In a subsequent paper (“Threshold-Dependent Camouflaged Cells to Secure Circuits Against Reverse Engineering Attacks”, published in the Proceedings of the IEEE Computer Society’s Annual Symposium on VLSI, 2016) the same authors, along with Maria I. Mera Collantes (of New York University) propose a new camouflaging technique that addresses this vulnerability. They present an approach that leverages the intrinsic characteristics of the material used instead of the physical structure of a camouflaged gate. Here the functionality of the proposed camouflaged gate is determined by the threshold voltage of its transistors, that is, depending on whether it has been fabricated using a high-Vth or low-Vth process. As such, this technique uses the standard features available in commercial CMOS dual-Vth (or multi-Vth) processes. The authors call this technique threshold dependent (TD) camouflaging and the cells are called TD camouflaged cells. Detailed circuit simulations of the proposed threshold dependent camouflaged cells demonstrate that they can be used to cost effectively and robustly camouflage large netlists.

One of the co-authors of the two papers just discussed, Siddharth Garg, an assistant professor of electrical and computer engineering at the NYU Tandon School of Engineering, along with fellow researchers from Stanford University, The Cooper Union and The University of Virginia are developing a chip with both an embedded module that proves that its calculations are correct and an external module that validates the first module’s proofs. The verifying processor can be fabricated separately from the chip.

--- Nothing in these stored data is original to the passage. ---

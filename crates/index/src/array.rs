//! Direct-addressed array index.
//!
//! Every key field is an integer with declared half-open bounds `[lo, hi)`.
//! The key maps to a dense slot by mixed-radix combination of `v - lo`, so a
//! lookup is one multiplication per field and an array read.

use crate::stats::IndexStats;
use crate::traits::{EntrySource, Index, IndexError};
use alloc::sync::Arc;
use alloc::vec;
use alloc::vec::Vec;
use viewstore_core::{Entry, EntryId, IndexKind, KeySpec, MAX_ARRAY_SLOTS};

/// Unique index over bounded integer keys. Natural order is slot order.
#[derive(Debug)]
pub struct ArrayIndex {
    spec: Arc<KeySpec>,
    bounds: Vec<(i64, i64)>,
    slots: Vec<Option<EntryId>>,
    stats: IndexStats,
}

impl ArrayIndex {
    /// Creates an array index; `bounds` holds one `[lo, hi)` pair per key
    /// field of `spec`. Bounds spanning more than [`MAX_ARRAY_SLOTS`] slots
    /// leave the index without slots, so every key is out of bounds.
    pub fn new(spec: Arc<KeySpec>, bounds: &[(i64, i64)]) -> Self {
        let size = bounds
            .iter()
            .try_fold(1usize, |total, &(lo, hi)| {
                let span = usize::try_from(hi.checked_sub(lo)?).ok()?;
                total.checked_mul(span)
            })
            .filter(|&size| size <= MAX_ARRAY_SLOTS)
            .unwrap_or(0);
        Self {
            spec,
            bounds: bounds.to_vec(),
            slots: vec![None; size],
            stats: IndexStats::new(),
        }
    }

    /// Returns the key spec.
    pub fn spec(&self) -> &Arc<KeySpec> {
        &self.spec
    }

    /// Returns the number of addressable slots.
    pub fn capacity(&self) -> usize {
        self.slots.len()
    }

    /// Returns the slot of a fully set key.
    fn slot_of(&self, entry: &Entry) -> Result<usize, IndexError> {
        if self.slots.is_empty() {
            return Err(IndexError::OutOfBounds);
        }
        let mut slot = 0usize;
        for (position, &(lo, hi)) in self.spec.positions().zip(&self.bounds) {
            let v = entry
                .get(position)
                .as_integral()
                .ok_or(IndexError::OutOfBounds)?;
            if v < lo || v >= hi {
                return Err(IndexError::OutOfBounds);
            }
            slot = slot * (hi - lo) as usize + (v - lo) as usize;
        }
        Ok(slot)
    }

    fn occupied(&self) -> impl Iterator<Item = EntryId> + '_ {
        self.slots.iter().flatten().copied()
    }
}

impl Index for ArrayIndex {
    fn kind(&self) -> IndexKind {
        IndexKind::Array
    }

    fn is_unique(&self) -> bool {
        true
    }

    fn len(&self) -> usize {
        self.stats.entries()
    }

    fn add(&mut self, id: EntryId, entry: &Entry, _src: &dyn EntrySource) -> Result<(), IndexError> {
        let slot = self.slot_of(entry)?;
        match self.slots[slot] {
            Some(existing) if existing != id => Err(IndexError::DuplicateKey { existing }),
            Some(_) => Ok(()),
            None => {
                self.slots[slot] = Some(id);
                self.stats.add_entry();
                self.stats.add_key();
                Ok(())
            }
        }
    }

    fn remove(&mut self, id: EntryId, entry: &Entry) -> bool {
        match self.slot_of(entry) {
            Ok(slot) if self.slots[slot] == Some(id) => {
                self.slots[slot] = None;
                self.stats.remove_entry();
                self.stats.remove_key();
                true
            }
            _ => false,
        }
    }

    fn is_affected(&self, before: &Entry, after: &Entry) -> bool {
        self.spec.changed(before, after)
    }

    fn get(&self, key: &Entry, src: &dyn EntrySource) -> Option<EntryId> {
        if self.spec.is_partial(key) {
            return self
                .occupied()
                .find(|&id| src.entry(id).is_some_and(|e| self.spec.matches(key, e)));
        }
        self.slot_of(key).ok().and_then(|slot| self.slots[slot])
    }

    fn slice(&self, key: &Entry, src: &dyn EntrySource, visit: &mut dyn FnMut(EntryId)) {
        if self.spec.is_partial(key) {
            self.occupied()
                .filter(|&id| src.entry(id).is_some_and(|e| self.spec.matches(key, e)))
                .for_each(visit);
        } else if let Some(id) = self.get(key, src) {
            visit(id);
        }
    }

    fn for_each(&self, visit: &mut dyn FnMut(EntryId)) {
        self.occupied().for_each(visit);
    }

    fn clear(&mut self) {
        self.slots.iter_mut().for_each(|slot| *slot = None);
        self.stats.clear();
    }

    fn stats(&self) -> &IndexStats {
        &self.stats
    }
}

#[cfg(test)]
mod tests {
    use super::*;
    use viewstore_core::{Comparison, ShapeRegistry, Value};

    /// (warehouse, district, tax)
    fn district(w: i32, d: i32) -> Entry {
        Entry::from_values(vec![Value::Int(w), Value::Int(d), Value::Double(0.1)])
    }

    fn index() -> ArrayIndex {
        let spec = ShapeRegistry::global()
            .key_spec(district(0, 0).shape(), &[1, 2], Comparison::Equality)
            .unwrap();
        ArrayIndex::new(spec, &[(1, 3), (1, 11)])
    }

    #[test]
    fn test_capacity() {
        assert_eq!(index().capacity(), 20);
    }

    #[test]
    fn test_add_get() {
        let entries = vec![district(1, 10), district(2, 1)];
        let mut index = index();
        index.add(EntryId::new(0, 0), &entries[0], &entries).unwrap();
        index.add(EntryId::new(1, 0), &entries[1], &entries).unwrap();
        assert_eq!(index.get(&district(1, 10), &entries), Some(EntryId::new(0, 0)));
        assert_eq!(index.get(&district(2, 1), &entries), Some(EntryId::new(1, 0)));
        assert_eq!(index.get(&district(2, 2), &entries), None);
        assert_eq!(index.get(&district(9, 9), &entries), None);
    }

    #[test]
    fn test_slot_order() {
        let entries = vec![district(2, 1), district(1, 5), district(1, 2)];
        let mut index = index();
        for (i, e) in entries.iter().enumerate() {
            index.add(EntryId::new(i as u32, 0), e, &entries).unwrap();
        }
        let mut order = Vec::new();
        index.for_each(&mut |id| order.push(id.slot()));
        assert_eq!(order, vec![2, 1, 0]);
    }

    #[test]
    fn test_out_of_bounds_and_duplicate() {
        let entries = vec![district(3, 1), district(1, 1), district(1, 1)];
        let mut index = index();
        assert_eq!(
            index.add(EntryId::new(0, 0), &entries[0], &entries),
            Err(IndexError::OutOfBounds)
        );
        index.add(EntryId::new(1, 0), &entries[1], &entries).unwrap();
        assert_eq!(
            index.add(EntryId::new(2, 0), &entries[2], &entries),
            Err(IndexError::DuplicateKey { existing: EntryId::new(1, 0) })
        );
    }

    #[test]
    fn test_partial_slice() {
        let entries = vec![district(1, 1), district(2, 1), district(1, 2)];
        let mut index = index();
        for (i, e) in entries.iter().enumerate() {
            index.add(EntryId::new(i as u32, 0), e, &entries).unwrap();
        }
        let key = Entry::key(entries[0].shape(), [(1, 1)]);
        let mut hits = Vec::new();
        index.slice(&key, &entries, &mut |id| hits.push(id.slot()));
        assert_eq!(hits, vec![0, 2]);
    }

    #[test]
    fn test_oversized_bounds_have_no_slots() {
        let spec = ShapeRegistry::global()
            .key_spec(district(0, 0).shape(), &[1], Comparison::Equality)
            .unwrap();
        let mut index = ArrayIndex::new(spec, &[(-1, i64::MAX)]);
        assert_eq!(index.capacity(), 0);
        let entries = vec![district(1, 1)];
        assert_eq!(
            index.add(EntryId::new(0, 0), &entries[0], &entries),
            Err(IndexError::OutOfBounds)
        );
    }

    #[test]
    fn test_remove_and_clear() {
        let entries = vec![district(1, 1), district(1, 2)];
        let mut index = index();
        index.add(EntryId::new(0, 0), &entries[0], &entries).unwrap();
        index.add(EntryId::new(1, 0), &entries[1], &entries).unwrap();
        assert!(index.remove(EntryId::new(0, 0), &entries[0]));
        assert!(!index.remove(EntryId::new(0, 0), &entries[0]));
        assert_eq!(index.len(), 1);
        index.clear();
        assert!(index.is_empty());
        assert_eq!(index.capacity(), 20);
    }
}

Garg’s configuration is an example of an approach called “verifiable computing” (VC), keeping tabs on a chip’s performance and spotting telltale signs of Trojans. The chip includes the components that perform the computation you care about, but also additional logic that provides proofs of correctness of the chip’s execution. 

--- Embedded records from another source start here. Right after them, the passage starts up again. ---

//! Viewstore Storage - Indexed entry store.
//!
//! This crate owns the entries and keeps their indices consistent:
//!
//! - `EntrySlab`: generational slot storage handing out `EntryId`s
//! - `Store`: entries of one shape under a primary and secondary indices
//! - `StoreBuilder`: declares the index layout of a store
//!
//! # Example
//!
//! ```rust
//! use viewstore_core::{Entry, FieldType, Shape, Value};
//! use viewstore_storage::StoreBuilder;
//!
//! let shape = Shape::of(&[FieldType::Int, FieldType::Str]);
//! let mut store = StoreBuilder::new(shape.clone())
//!     .primary_hash(&[1])
//!     .build()
//!     .unwrap();
//!
//! store
//!     .insert(Entry::from_values(vec![Value::Int(1), Value::from("a")]))
//!     .unwrap();
//! let dup = store.insert(Entry::from_values(vec![Value::Int(1), Value::from("b")]));
//! assert!(dup.unwrap_err().is_duplicate_key());
//!
//! let found = store.get(0, &Entry::key(&shape, [(1, 1)])).unwrap();
//! assert_eq!(found.get(2).as_str(), Some("a"));
//! assert_eq!(store.len(), 1);
//! ```

pub mod builder;
pub mod slab;
pub mod store;

pub use builder::StoreBuilder;
pub use slab::EntrySlab;
pub use store::Store;

pub use viewstore_core::{Entry, EntryId, Error, IndexDescriptor, IndexKind, Result, Shape, Value};
pub use viewstore_index::{Index, IndexStats, KeyRange, Order};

A paper describing this work “Verifiable ASICs” was presented at the IEEE Security and Privacy Conference. The researchers use a system in which deployed ASICs prove, each time they perform a computation, that the execution is correct, in the sense of matching the intended computation. An ASIC in this role is called a prover; its proofs are efficiently checked by a processor or another ASIC, known as a verifier that is trusted (produced by a foundry in the same trust domain as the designer).

The authors admit that right now the cost of providing this verifiability is still high. Over the next few years, they hope to bring down this cost, so it becomes practical even for commercial semiconductor vendors.

Another stratagem being considered is split manufacturing, a means of thwarting counterfeiting by an untrusted foundry by dividing a chip’s blueprint into several components and distributing each to a different fabricator. At the foundry level, split manufacturing involves partitioning a chip into multiple parts and sending each piece to a different foundry. Once the pieces are returned, the fabricated pieces can be assembled in a trusted facility. The limited visibility into the chip’s blueprint deters not only IP theft, because no one foundry can see the entire blueprint, but also the foundries’ ability to understand what the chip does and, consequently, modify it in a malicious manner.